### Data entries
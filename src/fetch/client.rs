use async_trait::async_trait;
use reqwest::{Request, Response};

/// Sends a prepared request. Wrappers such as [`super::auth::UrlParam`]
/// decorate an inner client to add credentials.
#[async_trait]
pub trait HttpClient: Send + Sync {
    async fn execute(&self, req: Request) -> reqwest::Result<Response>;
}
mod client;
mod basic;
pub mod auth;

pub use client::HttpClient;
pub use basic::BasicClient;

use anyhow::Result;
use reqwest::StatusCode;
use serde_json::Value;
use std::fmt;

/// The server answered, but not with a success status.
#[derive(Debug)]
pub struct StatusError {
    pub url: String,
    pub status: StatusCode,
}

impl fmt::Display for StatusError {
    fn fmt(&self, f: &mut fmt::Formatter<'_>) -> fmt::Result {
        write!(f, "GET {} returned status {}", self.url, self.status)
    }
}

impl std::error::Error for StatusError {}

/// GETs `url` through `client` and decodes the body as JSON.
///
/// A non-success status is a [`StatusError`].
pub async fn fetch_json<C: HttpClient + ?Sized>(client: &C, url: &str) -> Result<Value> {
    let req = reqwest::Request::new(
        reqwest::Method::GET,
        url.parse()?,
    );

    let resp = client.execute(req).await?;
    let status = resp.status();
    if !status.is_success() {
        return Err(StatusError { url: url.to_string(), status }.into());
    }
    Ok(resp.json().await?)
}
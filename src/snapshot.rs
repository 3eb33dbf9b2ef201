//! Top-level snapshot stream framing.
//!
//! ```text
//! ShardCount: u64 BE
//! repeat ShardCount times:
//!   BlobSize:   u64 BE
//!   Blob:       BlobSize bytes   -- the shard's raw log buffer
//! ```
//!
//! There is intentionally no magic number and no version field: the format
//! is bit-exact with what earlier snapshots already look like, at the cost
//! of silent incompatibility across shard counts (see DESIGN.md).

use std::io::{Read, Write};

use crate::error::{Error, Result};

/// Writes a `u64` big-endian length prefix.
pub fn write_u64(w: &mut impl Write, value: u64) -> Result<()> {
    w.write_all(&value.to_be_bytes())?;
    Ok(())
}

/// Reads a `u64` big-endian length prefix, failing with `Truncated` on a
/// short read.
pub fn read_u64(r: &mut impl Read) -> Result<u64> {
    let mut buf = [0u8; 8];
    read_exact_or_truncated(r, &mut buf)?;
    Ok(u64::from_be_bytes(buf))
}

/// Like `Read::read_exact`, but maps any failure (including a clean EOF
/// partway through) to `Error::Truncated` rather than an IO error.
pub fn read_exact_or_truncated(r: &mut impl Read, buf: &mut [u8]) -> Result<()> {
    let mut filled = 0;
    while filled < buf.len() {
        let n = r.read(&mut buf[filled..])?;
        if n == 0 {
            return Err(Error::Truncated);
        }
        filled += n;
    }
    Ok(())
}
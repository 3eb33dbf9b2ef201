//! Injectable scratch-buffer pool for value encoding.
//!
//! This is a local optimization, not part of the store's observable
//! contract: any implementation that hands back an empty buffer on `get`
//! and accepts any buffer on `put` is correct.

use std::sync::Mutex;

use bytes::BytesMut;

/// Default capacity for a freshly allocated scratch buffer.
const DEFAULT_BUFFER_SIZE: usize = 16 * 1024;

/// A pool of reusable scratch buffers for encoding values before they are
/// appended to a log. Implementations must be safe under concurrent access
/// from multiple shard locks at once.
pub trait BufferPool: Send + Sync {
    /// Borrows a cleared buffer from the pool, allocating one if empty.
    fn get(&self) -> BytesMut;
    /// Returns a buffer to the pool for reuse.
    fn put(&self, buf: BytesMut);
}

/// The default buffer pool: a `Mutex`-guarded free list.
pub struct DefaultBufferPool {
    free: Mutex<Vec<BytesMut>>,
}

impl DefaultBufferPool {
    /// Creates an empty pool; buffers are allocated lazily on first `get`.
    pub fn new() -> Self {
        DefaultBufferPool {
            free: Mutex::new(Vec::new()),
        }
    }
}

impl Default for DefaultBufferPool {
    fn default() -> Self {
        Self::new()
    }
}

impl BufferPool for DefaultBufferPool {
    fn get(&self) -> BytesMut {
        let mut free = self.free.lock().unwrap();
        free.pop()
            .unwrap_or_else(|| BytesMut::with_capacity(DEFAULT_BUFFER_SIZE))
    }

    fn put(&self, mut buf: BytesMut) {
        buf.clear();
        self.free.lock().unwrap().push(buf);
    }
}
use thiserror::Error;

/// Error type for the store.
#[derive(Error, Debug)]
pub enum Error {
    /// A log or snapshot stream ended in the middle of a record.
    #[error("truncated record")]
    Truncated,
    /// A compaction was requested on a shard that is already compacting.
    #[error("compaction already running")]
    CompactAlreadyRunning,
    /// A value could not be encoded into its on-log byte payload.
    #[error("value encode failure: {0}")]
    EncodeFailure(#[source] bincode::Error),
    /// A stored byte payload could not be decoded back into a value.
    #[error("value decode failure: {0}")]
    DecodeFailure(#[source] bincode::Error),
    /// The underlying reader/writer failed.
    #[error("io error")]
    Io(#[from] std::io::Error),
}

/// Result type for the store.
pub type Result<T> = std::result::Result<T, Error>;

==

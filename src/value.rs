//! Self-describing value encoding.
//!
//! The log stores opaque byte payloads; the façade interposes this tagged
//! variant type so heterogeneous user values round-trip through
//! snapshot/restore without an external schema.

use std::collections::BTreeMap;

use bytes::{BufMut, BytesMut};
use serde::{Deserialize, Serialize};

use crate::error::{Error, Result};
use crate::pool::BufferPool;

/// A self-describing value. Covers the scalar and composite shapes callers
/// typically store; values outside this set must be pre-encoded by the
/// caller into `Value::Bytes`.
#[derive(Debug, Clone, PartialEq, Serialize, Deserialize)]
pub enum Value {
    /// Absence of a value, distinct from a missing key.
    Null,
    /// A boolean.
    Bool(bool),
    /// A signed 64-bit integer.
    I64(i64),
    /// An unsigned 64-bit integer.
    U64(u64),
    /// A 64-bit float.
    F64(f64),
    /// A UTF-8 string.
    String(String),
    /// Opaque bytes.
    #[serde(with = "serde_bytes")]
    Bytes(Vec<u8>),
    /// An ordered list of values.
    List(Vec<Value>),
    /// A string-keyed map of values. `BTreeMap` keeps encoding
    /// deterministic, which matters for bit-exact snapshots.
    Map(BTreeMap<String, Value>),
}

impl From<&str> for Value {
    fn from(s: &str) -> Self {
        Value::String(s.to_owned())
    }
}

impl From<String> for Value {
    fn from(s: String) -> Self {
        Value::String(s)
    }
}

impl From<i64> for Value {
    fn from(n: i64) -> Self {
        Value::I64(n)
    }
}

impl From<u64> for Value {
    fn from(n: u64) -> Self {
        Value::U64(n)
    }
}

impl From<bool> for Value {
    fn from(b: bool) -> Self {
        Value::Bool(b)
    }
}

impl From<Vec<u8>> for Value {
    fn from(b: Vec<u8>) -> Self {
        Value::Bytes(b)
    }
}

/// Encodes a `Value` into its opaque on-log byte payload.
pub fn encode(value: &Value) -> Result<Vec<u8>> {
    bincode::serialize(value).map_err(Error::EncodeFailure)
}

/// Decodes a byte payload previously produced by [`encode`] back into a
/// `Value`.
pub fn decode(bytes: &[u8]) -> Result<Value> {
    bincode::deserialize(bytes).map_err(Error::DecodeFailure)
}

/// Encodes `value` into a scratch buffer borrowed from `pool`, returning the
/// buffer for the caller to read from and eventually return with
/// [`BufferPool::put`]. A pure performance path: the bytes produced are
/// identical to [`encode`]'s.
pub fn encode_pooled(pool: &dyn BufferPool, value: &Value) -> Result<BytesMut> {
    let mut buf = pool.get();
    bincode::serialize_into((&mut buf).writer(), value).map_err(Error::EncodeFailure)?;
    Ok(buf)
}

--

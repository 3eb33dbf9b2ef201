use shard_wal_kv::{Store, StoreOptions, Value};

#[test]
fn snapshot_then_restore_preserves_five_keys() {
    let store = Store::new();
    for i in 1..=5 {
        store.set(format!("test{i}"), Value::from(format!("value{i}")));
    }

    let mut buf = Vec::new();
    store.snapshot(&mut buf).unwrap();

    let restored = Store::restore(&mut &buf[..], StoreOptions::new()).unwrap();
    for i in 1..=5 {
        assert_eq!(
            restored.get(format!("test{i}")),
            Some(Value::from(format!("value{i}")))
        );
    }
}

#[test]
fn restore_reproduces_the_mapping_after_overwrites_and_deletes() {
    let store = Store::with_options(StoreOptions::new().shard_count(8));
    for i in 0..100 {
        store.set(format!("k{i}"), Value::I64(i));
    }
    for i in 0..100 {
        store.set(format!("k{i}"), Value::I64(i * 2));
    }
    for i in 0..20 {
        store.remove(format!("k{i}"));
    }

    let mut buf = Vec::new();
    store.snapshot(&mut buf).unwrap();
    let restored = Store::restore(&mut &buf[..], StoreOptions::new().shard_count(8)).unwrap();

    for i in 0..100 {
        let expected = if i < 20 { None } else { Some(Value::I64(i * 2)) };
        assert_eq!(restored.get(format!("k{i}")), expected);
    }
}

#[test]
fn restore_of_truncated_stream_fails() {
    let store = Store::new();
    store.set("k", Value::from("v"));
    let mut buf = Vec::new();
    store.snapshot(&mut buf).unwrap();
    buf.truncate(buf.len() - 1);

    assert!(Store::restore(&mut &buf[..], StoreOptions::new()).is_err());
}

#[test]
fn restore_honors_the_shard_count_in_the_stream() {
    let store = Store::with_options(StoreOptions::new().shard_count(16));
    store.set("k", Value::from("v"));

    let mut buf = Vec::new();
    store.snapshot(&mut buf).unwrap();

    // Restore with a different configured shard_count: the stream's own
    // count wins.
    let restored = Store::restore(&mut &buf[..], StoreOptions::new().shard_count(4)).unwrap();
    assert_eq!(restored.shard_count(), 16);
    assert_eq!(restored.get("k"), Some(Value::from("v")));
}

### WHAT YOU SHOULD DO
Using the records above, copy word for word the line with "let mut filled = 0;", the line with "the store's observable", and every line between them.

### FINISHED TASK
    let mut filled = 0;
    while filled < buf.len() {
        let n = r.read(&mut buf[filled..])?;
        if n == 0 {
            return Err(Error::Truncated);
        }
        filled += n;
    }
    Ok(())
}
repository 3eb33dbf9b2ef201
//! Injectable scratch-buffer pool for value encoding.
//!
//! This is a local optimization, not part of the store's observable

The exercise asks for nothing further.